Pause For Thought
When the daily vagaries of the stock market leave the pros reeling, don’t be dismayed if the recent seesawing, nay-saying, and dire predictions have your head spinning. You are not alone. The market pullback at the end of May has the bears forecasting recession and all manner of dire consequences. Is the "sky falling?" Seasoned Wall Street commentators suggest it is not. As with all market cycles, orderly corrections are to be expected and - rather than feared - viewed as an opportunity to pause, review and rebalance. Is the glass half-full or half empty? Here are a few factors to consider:
Debunking The Chicken Little Scenario
The pessimists cite a litany of dire indicators: rising interest rates, rising inflation, declining dollar and a soaring trade deficit. To be sure, these all deserve attention and vigilance, but the gloom and doom forecasters who see a parallel with the crash of 1987 are over-looking some key differences. Currently most commentators believe that stock valuations are in line with fundamentals - that stock prices have grown in value in proportion to corporate earnings. This is markedly different from the situation prior to the 1987 meltdown, when stock prices soared to astronomical levels - way above earnings that were respectable but not supportive of such a steep climb. Bond prices have not followed the catastrophic pattern of 1987 either. To be sure, prices have gained this year, but the 10-year Treasury yield is still only 5 percent. We don’t see the same critical factors in play in the bond market that might precipitate a stock market crash.

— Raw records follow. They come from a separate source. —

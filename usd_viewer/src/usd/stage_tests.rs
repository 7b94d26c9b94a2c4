use super::*;

const SCENE: &str = r#"#usda 1.0
(
    defaultPrim = "World"
    upAxis = "Z"
)

def Xform "World"
{
    def Mesh "cube"
    {
        double size = 2
        double size.timeSamples = {
            0: 1,
            10: 3,
        }
        uniform token purpose = "render"
        rel material:binding = </World/Looks/red>
    }

    over "hidden"
    {
        def Mesh "inner" { }
    }
}

class "Template"
{
}

def Camera "camera1"
{
}
"#;

fn stage() -> Stage {
    Stage::from_source("scene.usda", SCENE, InitialLoadSet::LoadAll).unwrap()
}

fn path(text: &str) -> SdfPath {
    SdfPath::new(text).unwrap()
}

// ============================================================================
// Structure
// ============================================================================

#[test]
fn test_pseudo_root() {
    let stage = stage();
    let root = stage.pseudo_root();
    assert!(root.is_pseudo_root());
    assert_eq!(root.path().as_str(), "/");

    let names: Vec<String> = stage.children(&root).iter().map(|p| p.name().to_string()).collect();
    assert_eq!(names, vec!["World", "Template", "camera1"]);
}

#[test]
fn test_prim_at_path() {
    let stage = stage();
    let camera = stage.prim_at_path(&path("/camera1")).unwrap();
    assert_eq!(camera.type_name(), "Camera");
    assert!(camera.is_defined());

    let cube = stage.prim_at_path(&path("/World/cube")).unwrap();
    assert_eq!(cube.type_name(), "Mesh");
    assert_eq!(stage.parent(&cube).unwrap().path().as_str(), "/World");

    assert!(stage.prim_at_path(&path("/World/missing")).is_none());
}

#[test]
fn test_prim_count_excludes_pseudo_root() {
    assert_eq!(stage().prim_count(), 6);
    assert_eq!(Stage::new("empty", InitialLoadSet::LoadAll).prim_count(), 0);
}

#[test]
fn test_traverse_skips_over_and_class_subtrees() {
    let stage = stage();
    let paths: Vec<String> = stage.traverse().iter().map(|p| p.path().to_string()).collect();
    assert_eq!(paths, vec!["/World", "/World/cube", "/camera1"]);
}

#[test]
fn test_layer_metadata() {
    let stage = stage();
    assert_eq!(stage.identifier(), "scene.usda");
    assert_eq!(stage.up_axis(), "Z");
    assert!((stage.meters_per_unit() - 0.01).abs() < f64::EPSILON);
    assert_eq!(stage.default_prim().unwrap().path().as_str(), "/World");
}

#[test]
fn test_prim_and_attribute_metadata() {
    let source = r#"#usda 1.0
def Mesh "ground" (
    kind = "component"
)
{
    color3f[] primvars:displayColor = [(0, 1, 0)] (
        interpolation = "constant"
    )
    point3f[] points = [(0, 0, 0)]
}
"#;
    let stage = Stage::from_source("meta.usda", source, InitialLoadSet::LoadAll).unwrap();
    let ground = stage.prim_at_path(&path("/ground")).unwrap();

    assert_eq!(stage.prim_metadata(&ground, "kind").and_then(Value::as_str), Some("component"));
    assert!(stage.prim_metadata(&ground, "doc").is_none());

    let interpolation = stage.attribute_metadata(&ground, "primvars:displayColor", "interpolation");
    assert_eq!(interpolation.as_ref().and_then(Value::as_str), Some("constant"));
    assert!(stage.attribute_metadata(&ground, "points", "interpolation").is_none());
    assert!(stage.attribute_metadata(&ground, "normals", "interpolation").is_none());
}

#[test]
fn test_relationship_targets() {
    let stage = stage();
    let cube = stage.prim_at_path(&path("/World/cube")).unwrap();
    assert_eq!(stage.relationship_targets(&cube, "material:binding"), vec!["/World/Looks/red"]);
    assert!(stage.relationship_targets(&cube, "proxyPrim").is_empty());
}

// ============================================================================
// Attribute evaluation
// ============================================================================

#[test]
fn test_default_time_ignores_time_samples() {
    let stage = stage();
    let cube = stage.prim_at_path(&path("/World/cube")).unwrap();
    assert_eq!(stage.attribute(&cube, "size", TimeCode::Default), Some(Value::Double(2.0)));
}

#[test]
fn test_numeric_time_interpolates_and_holds() {
    let stage = stage();
    let cube = stage.prim_at_path(&path("/World/cube")).unwrap();
    let at = |t: f64| stage.attribute(&cube, "size", TimeCode::Numeric(t));

    assert_eq!(at(5.0), Some(Value::Double(2.0)));
    assert_eq!(at(0.0), Some(Value::Double(1.0)));
    assert_eq!(at(-4.0), Some(Value::Double(1.0)));
    assert_eq!(at(25.0), Some(Value::Double(3.0)));
}

#[test]
fn test_uniform_reads_default_at_any_time() {
    let stage = stage();
    let cube = stage.prim_at_path(&path("/World/cube")).unwrap();
    assert_eq!(
        stage.attribute(&cube, "purpose", TimeCode::Numeric(3.0)),
        Some(Value::Token("render".to_string()))
    );
}

#[test]
fn test_missing_and_blocked_attributes() {
    let mut stage = stage();
    let camera_path = path("/camera1");
    let camera = stage.prim_at_path(&camera_path).unwrap();
    assert_eq!(stage.attribute(&camera, "focalLength", TimeCode::Default), None);

    assert!(stage.set_attribute(&camera_path, Attribute::new("focalLength", "float").with_default(Value::None)));
    assert_eq!(stage.attribute(&camera, "focalLength", TimeCode::Default), None);
    assert!(stage.attribute_spec(&camera, "focalLength").unwrap().has_authored_value());
}

#[test]
fn test_held_sample_for_non_numeric_values() {
    let attr = Attribute::new("visibility", "token").with_time_samples(vec![
        (10.0, Value::Token("invisible".to_string())),
        (0.0, Value::Token("inherited".to_string())),
    ]);
    assert_eq!(attr.get(TimeCode::Numeric(5.0)), Some(Value::Token("inherited".to_string())));
    assert_eq!(attr.get(TimeCode::Numeric(10.0)), Some(Value::Token("invisible".to_string())));
    assert_eq!(attr.get(TimeCode::Default), None);
}

#[test]
fn test_attribute_names_in_authored_order() {
    let stage = stage();
    let cube = stage.prim_at_path(&path("/World/cube")).unwrap();
    assert_eq!(stage.attribute_names(&cube), vec!["size", "purpose"]);
}

// ============================================================================
// Authoring and composition reporting
// ============================================================================

#[test]
fn test_define_prim_creates_ancestors() {
    let mut stage = Stage::new("memory", InitialLoadSet::LoadNone);
    let cam = stage.define_prim(&path("/rig/camera1"), "Camera").unwrap();
    assert_eq!(cam.type_name(), "Camera");
    assert!(stage.prim_at_path(&path("/rig")).is_some());
    assert_eq!(stage.prim_count(), 2);
    assert_eq!(stage.load_set(), InitialLoadSet::LoadNone);
}

#[test]
fn test_def_after_over_defines_prim() {
    let src = "#usda 1.0\nover \"a\" { }\ndef Xform \"a\" { }\n";
    let stage = Stage::from_source("s", src, InitialLoadSet::LoadAll).unwrap();
    let a = stage.prim_at_path(&path("/a")).unwrap();
    assert!(a.is_defined());
    assert_eq!(a.type_name(), "Xform");
    assert_eq!(stage.prim_count(), 1);
}

#[test]
fn test_composition_arcs_are_reported() {
    let src = r#"#usda 1.0
(
    subLayers = [@base.usda@]
)
def "asset" (
    references = @asset.usda@
)
{
}
"#;
    let stage = Stage::from_source("s", src, InitialLoadSet::LoadAll).unwrap();
    assert_eq!(stage.ignored_composition_arcs(), &["/: subLayers".to_string(), "/asset: references".to_string()]);
}

#[test]
fn test_parse_error_propagates() {
    let err = Stage::from_source("s", "#usda 1.0\ndef {", InitialLoadSet::LoadAll).unwrap_err();
    assert!(matches!(err, crate::Error::Parse(_)));
}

Opportunities in Blue Chips
Some analysts do believe that the bull market is past its prime, but others look past soaring oil and gold prices to potential growth for blue-chip growth stocks. They expect the tidal wave that has pushed some commodities so high will eventually lift other less speculative sectors to attain more modest gains. These bullish commentators believe the overall economic outlook is sound and that inflation is under control. They forecast that Bernanke will not push rates much higher. In this scenario, they believe that blue-chip stocks with solid earnings growth are most likely to benefit as investors look for quality investment opportunities.
Pause and Rebalance
No matter how you choose to label the recent market pullback, this may be a good time to review and - if needed - rebalance your portfolio. Look at your asset allocations and your allocation goals. If circumstances have increased your exposure (or risk) in certain sectors, it may be time to sit down with your investment advisor and tax professional to review the composition of your holdings. Perhaps it’s time to look at some stocks that may be about to come into their own, or perhaps its time to rebalance domestic versus international holdings. Of course, any rebalancing strategies must be tailored to each investor’s needs and situation, but many analysts continue to see opportunities in major financial institutions, and in companies that provide goods and services to aging baby boomers.